Ged
Ged

Reputation: 18108

Spark Scala Int vs Integer for Option vs StructType

Why is that for a case class I can do

fieldn: Option[Int]

or

fieldn: Option[Integer]

but for StructType I must use?

StructField("fieldn", IntegerType, true),

Upvotes: 0

Views: 1681

Answers (2)

Kit Menke
Kit Menke

Reputation: 7056

I understand why it seems inconsistent - the reason is convenience. It is more convenient to give Spark a case class because they are really easy to work with in Scala.

Behind the scenes, Spark is taking the case class you give it and using it to determine the schema for your DataFrame. This means that all Java/Scala types will be converted to Spark SQL's types behind the scenes. For example, for the following case class:

case class TestIntConversion(javaInteger: java.lang.Integer, scalaInt: scala.Int, scalaOptionalInt: Option[scala.Int])

You get a schema like this:

root
 |-- javaInteger: integer (nullable = true)
 |-- scalaInt: integer (nullable = false)
 |-- scalaOptionalInt: integer (nullable = true)

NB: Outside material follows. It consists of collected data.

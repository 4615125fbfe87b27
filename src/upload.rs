//! Local image import as data URLs
//!
//! Files are checked (MIME type from the extension, size from metadata) on
//! the UI thread before anything is read; the read itself runs on a worker
//! thread and reports back through a channel. Every request gets a ticket and
//! only the newest ticket per target is delivered, so a slow early read can
//! never overwrite the result of a later selection.

use std::collections::HashMap;
use std::fs;
use std::io;
use std::path::{Path, PathBuf};
use std::sync::mpsc::{self, Receiver, Sender};
use std::thread;

use image::ImageFormat;
use thiserror::Error;
use tracing::{debug, info, warn};

use crate::constants::upload::{IMAGE_MIME_PREFIX, MAX_FILE_SIZE};
use crate::data_url;
use crate::i18n::Message;

#[derive(Debug, Error)]
pub enum FileReadError {
    #[error("{} is not an image file", .path.display())]
    InvalidType { path: PathBuf },
    #[error("{} is {size} bytes (max {max})", .path.display())]
    TooLarge { path: PathBuf, size: u64, max: u64 },
    #[error("failed to read {}: {source}", .path.display())]
    Read {
        path: PathBuf,
        #[source]
        source: io::Error,
    },
}

impl FileReadError {
    /// Notification shown to the user for this failure
    pub fn message(&self) -> Message {
        match self {
            FileReadError::InvalidType { .. } => Message::InvalidImageType,
            FileReadError::TooLarge { .. } => Message::FileTooLarge,
            FileReadError::Read { .. } => Message::FileReadFailed,
        }
    }
}

/// Which editor field a file feeds
#[derive(Debug, Clone, Copy, PartialEq, Eq, Hash)]
pub enum UploadTarget {
    Border,
    Avatar,
}

/// MIME type implied by the file extension, if it is an image
pub fn image_mime(path: &Path) -> Option<&'static str> {
    ImageFormat::from_path(path)
        .ok()
        .map(|format| format.to_mime_type())
        .filter(|mime| mime.starts_with(IMAGE_MIME_PREFIX))
}

/// Validate type and size without reading the file contents
pub fn check(path: &Path) -> Result<&'static str, FileReadError> {
    let mime = image_mime(path).ok_or_else(|| FileReadError::InvalidType {
        path: path.to_path_buf(),
    })?;

    let size = fs::metadata(path)
        .map_err(|source| FileReadError::Read {
            path: path.to_path_buf(),
            source,
        })?
        .len();
    if size > MAX_FILE_SIZE {
        return Err(FileReadError::TooLarge {
            path: path.to_path_buf(),
            size,
            max: MAX_FILE_SIZE,
        });
    }

    Ok(mime)
}

/// Blocking read of an image file into a data URL
pub fn read_as_data_url(path: &Path) -> Result<String, FileReadError> {
    let mime = check(path)?;
    read_checked(path, mime)
}

fn read_checked(path: &Path, mime: &str) -> Result<String, FileReadError> {
    let bytes = fs::read(path).map_err(|source| FileReadError::Read {
        path: path.to_path_buf(),
        source,
    })?;
    Ok(data_url::encode(mime, &bytes))
}

/// Finished read delivered to the UI loop
#[derive(Debug)]
pub struct Completion {
    pub target: UploadTarget,
    pub ticket: u64,
    pub result: Result<String, FileReadError>,
}

/// Issues background reads and filters out superseded completions
pub struct FileLoader {
    tx: Sender<Completion>,
    rx: Receiver<Completion>,
    next_ticket: u64,
    latest: HashMap<UploadTarget, u64>,
}

impl FileLoader {
    pub fn new() -> Self {
        let (tx, rx) = mpsc::channel();
        Self {
            tx,
            rx,
            next_ticket: 0,
            latest: HashMap::new(),
        }
    }

    /// Start reading `path` for `target`.
    /// Type and size are rejected here, before any read is attempted.
    pub fn request(&mut self, target: UploadTarget, path: PathBuf) -> Result<u64, FileReadError> {
        let mime = check(&path)?;

        self.next_ticket += 1;
        let ticket = self.next_ticket;
        if let Some(previous) = self.latest.insert(target, ticket) {
            debug!(upload = ?target, previous, ticket, "Superseding in-flight file read");
        }

        info!(upload = ?target, ticket, path = %path.display(), mime, "Reading image file");
        let tx = self.tx.clone();
        thread::spawn(move || {
            let result = read_checked(&path, mime);
            // Receiver is gone only when the editor was dropped
            let _ = tx.send(Completion { target, ticket, result });
        });

        Ok(ticket)
    }

    /// Drain finished reads, keeping only the newest per target
    pub fn poll(&mut self) -> Vec<Completion> {
        let mut done = Vec::new();
        while let Ok(completion) = self.rx.try_recv() {
            if let Some(accepted) = self.accept(completion) {
                done.push(accepted);
            }
        }
        done
    }

    /// Block until the next current completion arrives or the timeout passes
    #[cfg(test)]
    pub fn wait(&mut self, timeout: std::time::Duration) -> Option<Completion> {
        let deadline = std::time::Instant::now() + timeout;
        loop {
            let remaining = deadline.saturating_duration_since(std::time::Instant::now());
            let completion = self.rx.recv_timeout(remaining).ok()?;
            if let Some(accepted) = self.accept(completion) {
                return Some(accepted);
            }
        }
    }

    pub fn in_flight(&self) -> bool {
        !self.latest.is_empty()
    }

    fn accept(&mut self, completion: Completion) -> Option<Completion> {
        if self.latest.get(&completion.target) != Some(&completion.ticket) {
            warn!(upload = ?completion.target, ticket = completion.ticket, "Dropping stale file read");
            return None;
        }
        self.latest.remove(&completion.target);
        Some(completion)
    }
}

impl Default for FileLoader {
    fn default() -> Self {
        Self::new()
    }
}
//! Editor form presentations
//!
//! A [`Form`] distinguishes user input (which emits a change) from
//! programmatic patches (which never emit, and are counted).

use crate::constants::avatar::DEFAULT_BORDER_RADIUS;
use crate::constants::form::DEFAULT_ROTATE;
use crate::constants::geometry::{RECOMMENDED_OFFSET_MAX, RECOMMENDED_SCALE_MAX, RECOMMENDED_SCALE_MIN};
use crate::types::BorderConfig;

#[derive(Debug, Clone)]
pub struct Form<V> {
    value: V,
    revision: u64,
}

impl<V: Clone + PartialEq> Form<V> {
    pub fn new(value: V) -> Self {
        Self { value, revision: 0 }
    }

    pub fn value(&self) -> &V {
        &self.value
    }

    /// User edit. Returns the value to dispatch when it actually changed.
    pub fn input(&mut self, value: V) -> Option<V> {
        if value == self.value {
            return None;
        }
        self.value = value.clone();
        Some(value)
    }

    /// Controller push; never emits a change event
    pub fn patch(&mut self, value: V) {
        self.value = value;
        self.revision += 1;
    }

    /// Number of controller pushes so far
    pub fn revision(&self) -> u64 {
        self.revision
    }
}

/// Structured fields of the quick parameters panel, as typed
#[derive(Debug, Clone, PartialEq)]
pub struct QuickParams {
    pub avatar_scale: String,
    pub top_offset_ratio: String,
    pub left_offset_ratio: String,
    pub rotate: String,
    pub border_radius: String,
}

impl QuickParams {
    /// Field text for a config; missing rotate/radius show their defaults
    pub fn from_config(config: &BorderConfig) -> Self {
        Self {
            avatar_scale: format_number(config.avatar_scale),
            top_offset_ratio: format_number(config.top_offset_ratio),
            left_offset_ratio: format_number(config.left_offset_ratio),
            rotate: format_number(config.rotate.unwrap_or(DEFAULT_ROTATE)),
            border_radius: config
                .border_radius
                .clone()
                .unwrap_or_else(|| DEFAULT_BORDER_RADIUS.to_string()),
        }
    }

    /// Merge the fields over `base`, keeping its frame image.
    ///
    /// Coercion: a ratio that does not parse keeps the value from `base`;
    /// a rotation that does not parse becomes 0; a blank radius is dropped.
    pub fn merge_into(&self, base: &BorderConfig) -> BorderConfig {
        let radius = self.border_radius.trim();
        BorderConfig {
            gif_url: base.gif_url.clone(),
            avatar_scale: parse_number(&self.avatar_scale).unwrap_or(base.avatar_scale),
            top_offset_ratio: parse_number(&self.top_offset_ratio).unwrap_or(base.top_offset_ratio),
            left_offset_ratio: parse_number(&self.left_offset_ratio).unwrap_or(base.left_offset_ratio),
            rotate: Some(parse_number(&self.rotate).unwrap_or(DEFAULT_ROTATE)),
            border_radius: (!radius.is_empty()).then(|| radius.to_string()),
        }
    }

    /// True when a parsed ratio falls outside the documented sweet spot.
    /// Advisory only; nothing is clamped.
    pub fn outside_recommended(&self) -> bool {
        let scale_off = parse_number(&self.avatar_scale)
            .is_some_and(|s| !(RECOMMENDED_SCALE_MIN..=RECOMMENDED_SCALE_MAX).contains(&s));
        let offset_off = [&self.top_offset_ratio, &self.left_offset_ratio]
            .into_iter()
            .filter_map(|text| parse_number(text))
            .any(|o| o.abs() > RECOMMENDED_OFFSET_MAX);
        scale_off || offset_off
    }
}

/// Debug panel fields: image URLs, display size and the JSON draft
#[derive(Debug, Clone, PartialEq, Default)]
pub struct DebugFields {
    pub avatar_url: String,
    pub border_gif_url: String,
    pub avatar_size: String,
    pub config_json: String,
}

/// Finite number from trimmed text
pub fn parse_number(text: &str) -> Option<f64> {
    text.trim().parse::<f64>().ok().filter(|n| n.is_finite())
}

pub fn format_number(value: f64) -> String {
    format!("{value}")
}
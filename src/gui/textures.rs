//! Image sources for the preview: data URLs and local files, decoded with
//! the `image` crate into (possibly animated) egui textures

use std::fs;
use std::io::Cursor;
use std::path::Path;
use std::time::Duration;

use anyhow::{Context, Result, anyhow, bail};
use eframe::egui;
use image::codecs::gif::GifDecoder;
use image::{AnimationDecoder, ImageFormat, RgbaImage};
use tracing::{debug, warn};

use border_avatar::data_url;

use crate::gui::constants::{GIF_FALLBACK_FRAME_DELAY_MS, GIF_MIN_FRAME_DELAY_MS};

/// One decoded frame and how long it stays on screen
pub struct DecodedFrame {
    pub image: RgbaImage,
    pub delay: Duration,
}

/// Raw bytes behind an image URL
pub fn load_bytes(url: &str) -> Result<Vec<u8>> {
    if data_url::is_data_url(url) {
        let decoded = data_url::decode(url).ok_or_else(|| anyhow!("Malformed data URL"))?;
        return Ok(decoded.bytes);
    }
    if url.starts_with("http://") || url.starts_with("https://") {
        bail!("Remote images are not supported: {url}");
    }

    let path = Path::new(url.strip_prefix("file://").unwrap_or(url));
    fs::read(path).with_context(|| format!("Failed to read image {:?}", path))
}

/// Decode every frame; still images yield a single frame
pub fn decode_frames(bytes: &[u8]) -> Result<Vec<DecodedFrame>> {
    let format = image::guess_format(bytes).context("Unrecognised image format")?;

    if format == ImageFormat::Gif {
        let decoder = GifDecoder::new(Cursor::new(bytes)).context("Failed to open GIF")?;
        let frames = decoder
            .into_frames()
            .collect_frames()
            .context("Failed to decode GIF frames")?;
        if frames.is_empty() {
            bail!("GIF has no frames");
        }
        return Ok(frames
            .into_iter()
            .map(|frame| {
                let (numer, denom) = frame.delay().numer_denom_ms();
                DecodedFrame {
                    delay: frame_delay(numer, denom),
                    image: frame.into_buffer(),
                }
            })
            .collect());
    }

    let image = image::load_from_memory_with_format(bytes, format).context("Failed to decode image")?;
    Ok(vec![DecodedFrame {
        image: image.to_rgba8(),
        delay: Duration::ZERO,
    }])
}

/// Browsers treat near-zero GIF delays as 100ms; so do we
fn frame_delay(numer: u32, denom: u32) -> Duration {
    let ms = if denom == 0 { 0 } else { numer / denom };
    if ms < GIF_MIN_FRAME_DELAY_MS {
        Duration::from_millis(GIF_FALLBACK_FRAME_DELAY_MS)
    } else {
        Duration::from_millis(u64::from(ms))
    }
}

/// Uploaded frames of one image
pub struct AnimatedTexture {
    frames: Vec<(egui::TextureHandle, Duration)>,
    cycle: Duration,
}

impl AnimatedTexture {
    fn upload(ctx: &egui::Context, name: &str, decoded: Vec<DecodedFrame>) -> Self {
        let frames: Vec<_> = decoded
            .into_iter()
            .enumerate()
            .map(|(i, frame)| {
                let size = [frame.image.width() as usize, frame.image.height() as usize];
                let pixels = egui::ColorImage::from_rgba_unmultiplied(size, frame.image.as_raw());
                let handle = ctx.load_texture(format!("{name}#{i}"), pixels, egui::TextureOptions::LINEAR);
                (handle, frame.delay)
            })
            .collect();
        let cycle = frames.iter().map(|(_, delay)| *delay).sum();
        Self { frames, cycle }
    }

    pub fn is_animated(&self) -> bool {
        self.frames.len() > 1 && !self.cycle.is_zero()
    }

    /// Frame to show `elapsed` after playback started
    pub fn frame_at(&self, elapsed: Duration) -> &egui::TextureHandle {
        if !self.is_animated() {
            return &self.frames[0].0;
        }

        let mut t = Duration::from_nanos((elapsed.as_nanos() % self.cycle.as_nanos()) as u64);
        for (handle, delay) in &self.frames {
            if t < *delay {
                return handle;
            }
            t -= *delay;
        }
        &self.frames[0].0
    }

    /// Shortest delay, used to schedule repaints while animating
    pub fn min_delay(&self) -> Option<Duration> {
        self.is_animated()
            .then(|| self.frames.iter().map(|(_, delay)| *delay).min())
            .flatten()
    }
}

/// Outcome of resolving a slot for the current frame
pub enum Resolved<'a> {
    Ready { texture: &'a AnimatedTexture, fresh: bool },
    Failed { reason: &'a str, fresh: bool },
}

/// Caches the texture for one URL and reloads when the URL changes
pub struct TextureSlot {
    name: &'static str,
    url: Option<String>,
    state: Option<Result<AnimatedTexture, String>>,
}

impl TextureSlot {
    pub fn new(name: &'static str) -> Self {
        Self {
            name,
            url: None,
            state: None,
        }
    }

    pub fn resolve(&mut self, ctx: &egui::Context, url: &str) -> Resolved<'_> {
        let fresh = self.url.as_deref() != Some(url);
        if fresh {
            debug!(slot = self.name, len = url.len(), "Loading image");
            let state = load_bytes(url)
                .and_then(|bytes| decode_frames(&bytes))
                .map(|frames| AnimatedTexture::upload(ctx, self.name, frames))
                .map_err(|e| {
                    warn!(slot = self.name, error = ?e, "Image failed to load");
                    format!("{e:#}")
                });
            self.url = Some(url.to_string());
            self.state = Some(state);
        }

        match &self.state {
            Some(Ok(texture)) => Resolved::Ready { texture, fresh },
            Some(Err(reason)) => Resolved::Failed { reason, fresh },
            None => Resolved::Failed { reason: "", fresh },
        }
    }
}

In the latest version of Spark, the thing that does the conversion for you is an Encoder. You can see a ton of the conversions in ExpressionEncoderSuite

Upvotes: 2

user11162301
user11162301

Reputation: 11

Optional type denotes objects that can be undefined (None). So it is mostly applicable to data.

There is no position at which it could be meaningfully used in your StructField example:

Schema must be defined so

Option[StructField]  

and doesn't provide any information about the type, not is semantically truthful and anything around

Option[DataType] 

or

Option[IntegerType]

i.e

StructField("fieldn", Some(IntegerType): )

would make even less sense - either creating object with unclear semantics (former) or impossible API.

Fundamentally StructType represent obligatory metadata. It cannot be missing by design, and because of that Option doesn't have any place there.